**What to produce**:
An exact copy of every record is the required answer.

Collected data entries
------------------------------------------------

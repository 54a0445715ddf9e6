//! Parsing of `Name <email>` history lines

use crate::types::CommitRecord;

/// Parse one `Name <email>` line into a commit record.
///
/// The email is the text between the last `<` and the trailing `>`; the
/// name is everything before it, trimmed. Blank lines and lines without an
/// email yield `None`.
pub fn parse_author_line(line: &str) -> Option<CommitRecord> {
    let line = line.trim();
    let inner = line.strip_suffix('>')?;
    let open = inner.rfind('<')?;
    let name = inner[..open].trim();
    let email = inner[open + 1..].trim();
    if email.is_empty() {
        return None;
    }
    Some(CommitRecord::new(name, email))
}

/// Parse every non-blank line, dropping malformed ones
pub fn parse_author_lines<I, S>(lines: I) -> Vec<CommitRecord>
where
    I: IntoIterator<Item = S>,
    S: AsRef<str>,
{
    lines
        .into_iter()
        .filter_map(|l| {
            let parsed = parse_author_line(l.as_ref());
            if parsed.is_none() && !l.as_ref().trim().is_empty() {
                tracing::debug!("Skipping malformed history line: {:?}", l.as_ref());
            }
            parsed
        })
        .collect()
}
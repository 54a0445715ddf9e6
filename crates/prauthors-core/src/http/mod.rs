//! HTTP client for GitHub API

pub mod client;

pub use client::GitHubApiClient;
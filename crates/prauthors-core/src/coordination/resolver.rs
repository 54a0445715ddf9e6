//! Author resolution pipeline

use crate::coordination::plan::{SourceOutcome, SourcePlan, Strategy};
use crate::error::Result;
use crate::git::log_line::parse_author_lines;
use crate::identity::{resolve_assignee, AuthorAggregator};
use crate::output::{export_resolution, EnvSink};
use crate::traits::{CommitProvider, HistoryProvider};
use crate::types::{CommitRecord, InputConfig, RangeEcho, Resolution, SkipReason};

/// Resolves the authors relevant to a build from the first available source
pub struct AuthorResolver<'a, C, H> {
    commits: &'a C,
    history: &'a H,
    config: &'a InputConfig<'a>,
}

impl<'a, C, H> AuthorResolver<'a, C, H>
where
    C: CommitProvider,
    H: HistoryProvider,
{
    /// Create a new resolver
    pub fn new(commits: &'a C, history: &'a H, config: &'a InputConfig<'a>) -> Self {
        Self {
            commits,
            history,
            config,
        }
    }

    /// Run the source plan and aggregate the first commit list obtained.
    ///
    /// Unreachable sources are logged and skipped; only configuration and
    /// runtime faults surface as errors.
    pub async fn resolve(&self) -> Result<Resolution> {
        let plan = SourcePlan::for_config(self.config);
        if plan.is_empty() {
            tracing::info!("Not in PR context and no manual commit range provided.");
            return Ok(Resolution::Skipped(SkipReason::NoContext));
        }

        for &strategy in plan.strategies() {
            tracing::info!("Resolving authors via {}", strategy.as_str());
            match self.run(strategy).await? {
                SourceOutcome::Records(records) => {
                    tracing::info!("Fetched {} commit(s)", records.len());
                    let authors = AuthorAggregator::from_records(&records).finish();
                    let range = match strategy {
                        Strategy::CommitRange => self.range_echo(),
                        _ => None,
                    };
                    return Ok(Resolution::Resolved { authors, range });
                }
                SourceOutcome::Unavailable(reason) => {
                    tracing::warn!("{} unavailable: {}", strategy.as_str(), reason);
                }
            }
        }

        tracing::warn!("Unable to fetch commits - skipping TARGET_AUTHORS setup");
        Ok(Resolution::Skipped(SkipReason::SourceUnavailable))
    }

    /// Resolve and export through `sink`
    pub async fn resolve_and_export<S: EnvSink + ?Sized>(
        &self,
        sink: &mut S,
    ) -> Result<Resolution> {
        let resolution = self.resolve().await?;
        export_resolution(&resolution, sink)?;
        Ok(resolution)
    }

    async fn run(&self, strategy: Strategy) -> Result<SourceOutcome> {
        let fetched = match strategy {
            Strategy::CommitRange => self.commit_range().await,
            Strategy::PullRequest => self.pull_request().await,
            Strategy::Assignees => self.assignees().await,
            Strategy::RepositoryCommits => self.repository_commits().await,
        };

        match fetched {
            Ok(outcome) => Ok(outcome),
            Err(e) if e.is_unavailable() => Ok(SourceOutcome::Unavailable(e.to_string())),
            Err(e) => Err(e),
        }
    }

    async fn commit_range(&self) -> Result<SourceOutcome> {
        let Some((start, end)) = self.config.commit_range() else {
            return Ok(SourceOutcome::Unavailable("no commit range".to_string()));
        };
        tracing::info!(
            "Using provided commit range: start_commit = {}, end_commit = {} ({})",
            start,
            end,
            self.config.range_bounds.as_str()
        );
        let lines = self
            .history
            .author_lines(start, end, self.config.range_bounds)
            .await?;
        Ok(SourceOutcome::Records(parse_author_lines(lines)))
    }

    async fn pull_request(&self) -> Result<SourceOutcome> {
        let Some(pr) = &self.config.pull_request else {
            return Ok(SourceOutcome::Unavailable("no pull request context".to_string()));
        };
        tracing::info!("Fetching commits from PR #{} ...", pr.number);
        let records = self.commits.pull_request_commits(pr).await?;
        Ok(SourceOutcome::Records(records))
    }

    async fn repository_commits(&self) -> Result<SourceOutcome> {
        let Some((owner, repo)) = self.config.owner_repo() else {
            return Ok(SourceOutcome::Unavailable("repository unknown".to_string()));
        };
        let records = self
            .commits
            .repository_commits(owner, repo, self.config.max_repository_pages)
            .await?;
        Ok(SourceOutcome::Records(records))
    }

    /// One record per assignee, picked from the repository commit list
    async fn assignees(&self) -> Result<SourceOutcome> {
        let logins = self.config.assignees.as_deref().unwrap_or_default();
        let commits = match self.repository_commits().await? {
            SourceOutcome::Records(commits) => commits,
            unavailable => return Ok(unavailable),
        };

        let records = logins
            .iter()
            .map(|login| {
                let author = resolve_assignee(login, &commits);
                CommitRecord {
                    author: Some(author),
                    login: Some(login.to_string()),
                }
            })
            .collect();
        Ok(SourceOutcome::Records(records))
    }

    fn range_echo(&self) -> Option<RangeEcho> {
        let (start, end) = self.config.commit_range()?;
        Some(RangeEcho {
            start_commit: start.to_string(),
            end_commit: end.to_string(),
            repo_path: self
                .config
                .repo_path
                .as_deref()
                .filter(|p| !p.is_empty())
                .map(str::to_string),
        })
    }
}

------------------------------------------------

**Exercise result**:
repository 54a0445715ddf9e6
//! Parsing of `Name <email>` history lines

use crate::types::CommitRecord;

/// Parse one `Name <email>` line into a commit record.
///
/// The email is the text between the last `<` and the trailing `>`; the
/// name is everything before it, trimmed. Blank lines and lines without an
/// email yield `None`.
pub fn parse_author_line(line: &str) -> Option<CommitRecord> {
    let line = line.trim();
    let inner = line.strip_suffix('>')?;
    let open = inner.rfind('<')?;
    let name = inner[..open].trim();
    let email = inner[open + 1..].trim();
    if email.is_empty() {
        return None;
    }
    Some(CommitRecord::new(name, email))
}

/// Parse every non-blank line, dropping malformed ones
pub fn parse_author_lines<I, S>(lines: I) -> Vec<CommitRecord>
where
    I: IntoIterator<Item = S>,
    S: AsRef<str>,
{
    lines
        .into_iter()
        .filter_map(|l| {
            let parsed = parse_author_line(l.as_ref());
            if parsed.is_none() && !l.as_ref().trim().is_empty() {
                tracing::debug!("Skipping malformed history line: {:?}", l.as_ref());
            }
            parsed
        })
        .collect()
}
repository 54a0445715ddf9e6
filename crates/prauthors-core/src/http/mod.rs
//! HTTP client for GitHub API

pub mod client;

pub use client::GitHubApiClient;
filename crates/prauthors-core/src/coordination/resolver.rs
repository 54a0445715ddf9e6
//! Author resolution pipeline

use crate::coordination::plan::{SourceOutcome, SourcePlan, Strategy};
use crate::error::Result;
use crate::git::log_line::parse_author_lines;
use crate::identity::{resolve_assignee, AuthorAggregator};
use crate::output::{export_resolution, EnvSink};
use crate::traits::{CommitProvider, HistoryProvider};
use crate::types::{CommitRecord, InputConfig, RangeEcho, Resolution, SkipReason};

/// Resolves the authors relevant to a build from the first available source
pub struct AuthorResolver<'a, C, H> {
    commits: &'a C,
    history: &'a H,
    config: &'a InputConfig<'a>,
}

impl<'a, C, H> AuthorResolver<'a, C, H>
where
    C: CommitProvider,
    H: HistoryProvider,
{
    /// Create a new resolver
    pub fn new(commits: &'a C, history: &'a H, config: &'a InputConfig<'a>) -> Self {
        Self {
            commits,
            history,
            config,
        }
    }

    /// Run the source plan and aggregate the first commit list obtained.
    ///
    /// Unreachable sources are logged and skipped; only configuration and
    /// runtime faults surface as errors.
    pub async fn resolve(&self) -> Result<Resolution> {
        let plan = SourcePlan::for_config(self.config);
        if plan.is_empty() {
            tracing::info!("Not in PR context and no manual commit range provided.");
            return Ok(Resolution::Skipped(SkipReason::NoContext));
        }

        for &strategy in plan.strategies() {
            tracing::info!("Resolving authors via {}", strategy.as_str());
            match self.run(strategy).await? {
                SourceOutcome::Records(records) => {
                    tracing::info!("Fetched {} commit(s)", records.len());
                    let authors = AuthorAggregator::from_records(&records).finish();
                    let range = match strategy {
                        Strategy::CommitRange => self.range_echo(),
                        _ => None,
                    };
                    return Ok(Resolution::Resolved { authors, range });
                }
                SourceOutcome::Unavailable(reason) => {
                    tracing::warn!("{} unavailable: {}", strategy.as_str(), reason);
                }
            }
        }

        tracing::warn!("Unable to fetch commits - skipping TARGET_AUTHORS setup");
        Ok(Resolution::Skipped(SkipReason::SourceUnavailable))
    }

    /// Resolve and export through `sink`
    pub async fn resolve_and_export<S: EnvSink + ?Sized>(
        &self,
        sink: &mut S,
    ) -> Result<Resolution> {
        let resolution = self.resolve().await?;
        export_resolution(&resolution, sink)?;
        Ok(resolution)
    }

    async fn run(&self, strategy: Strategy) -> Result<SourceOutcome> {
        let fetched = match strategy {
            Strategy::CommitRange => self.commit_range().await,
            Strategy::PullRequest => self.pull_request().await,
            Strategy::Assignees => self.assignees().await,
            Strategy::RepositoryCommits => self.repository_commits().await,
        };

        match fetched {
            Ok(outcome) => Ok(outcome),
            Err(e) if e.is_unavailable() => Ok(SourceOutcome::Unavailable(e.to_string())),
            Err(e) => Err(e),
        }
    }

    async fn commit_range(&self) -> Result<SourceOutcome> {
        let Some((start, end)) = self.config.commit_range() else {
            return Ok(SourceOutcome::Unavailable("no commit range".to_string()));
        };
        tracing::info!(
            "Using provided commit range: start_commit = {}, end_commit = {} ({})",
            start,
            end,
            self.config.range_bounds.as_str()
        );
        let lines = self
            .history
            .author_lines(start, end, self.config.range_bounds)
            .await?;
        Ok(SourceOutcome::Records(parse_author_lines(lines)))
    }

    async fn pull_request(&self) -> Result<SourceOutcome> {
        let Some(pr) = &self.config.pull_request else {
            return Ok(SourceOutcome::Unavailable("no pull request context".to_string()));
        };
        tracing::info!("Fetching commits from PR #{} ...", pr.number);
        let records = self.commits.pull_request_commits(pr).await?;
        Ok(SourceOutcome::Records(records))
    }

    async fn repository_commits(&self) -> Result<SourceOutcome> {
        let Some((owner, repo)) = self.config.owner_repo() else {
            return Ok(SourceOutcome::Unavailable("repository unknown".to_string()));
        };
        let records = self
            .commits
            .repository_commits(owner, repo, self.config.max_repository_pages)
            .await?;
        Ok(SourceOutcome::Records(records))
    }

    /// One record per assignee, picked from the repository commit list
    async fn assignees(&self) -> Result<SourceOutcome> {
        let logins = self.config.assignees.as_deref().unwrap_or_default();
        let commits = match self.repository_commits().await? {
            SourceOutcome::Records(commits) => commits,
            unavailable => return Ok(unavailable),
        };

        let records = logins
            .iter()
            .map(|login| {
                let author = resolve_assignee(login, &commits);
                CommitRecord {
                    author: Some(author),
                    login: Some(login.to_string()),
                }
            })
            .collect();
        Ok(SourceOutcome::Records(records))
    }

    fn range_echo(&self) -> Option<RangeEcho> {
        let (start, end) = self.config.commit_range()?;
        Some(RangeEcho {
            start_commit: start.to_string(),
            end_commit: end.to_string(),
            repo_path: self
                .config
                .repo_path
                .as_deref()
                .filter(|p| !p.is_empty())
                .map(str::to_string),
        })
    }
}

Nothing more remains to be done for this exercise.